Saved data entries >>
=-=-=
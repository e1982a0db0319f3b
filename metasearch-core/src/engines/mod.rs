//! Search engine adapters.
//!
//! Each module provides a struct implementing [`crate::engine::EngineAdapter`]
//! for one remote search source. Configuration selects adapters by key
//! through [`adapter_for`].

pub mod bing;
pub mod duckduckgo;
pub mod wikipedia;

pub use bing::BingEngine;
pub use duckduckgo::DuckDuckGoEngine;
pub use wikipedia::WikipediaEngine;

use crate::engine::EngineAdapter;
use crate::error::SearchError;
use scraper::{ElementRef, Selector};
use std::sync::Arc;

/// Adapter keys known to [`adapter_for`].
pub const BUILTIN_ENGINES: &[&str] = &["duckduckgo", "bing", "wikipedia"];

/// The built-in adapter for `kind`, if any.
pub fn adapter_for(kind: &str) -> Option<Arc<dyn EngineAdapter>> {
    match kind {
        "duckduckgo" => Some(Arc::new(DuckDuckGoEngine)),
        "bing" => Some(Arc::new(BingEngine)),
        "wikipedia" => Some(Arc::new(WikipediaEngine)),
        _ => None,
    }
}

/// Parse a CSS selector used by an HTML engine.
pub(crate) fn selector(css: &str) -> Result<Selector, SearchError> {
    Selector::parse(css).map_err(|e| SearchError::Parse(format!("invalid selector {css:?}: {e:?}")))
}

/// All text below `element`, trimmed.
pub(crate) fn trimmed_text(element: ElementRef<'_>) -> String {
    element.text().collect::<String>().trim().to_owned()
}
=-=-=
WORK TO BE COMPLETED >>
Of the records above, copy each line that includes "String".

RESPONSE >>
pub(crate) fn trimmed_text(element: ElementRef<'_>) -> String {
    element.text().collect::<String>().trim().to_owned()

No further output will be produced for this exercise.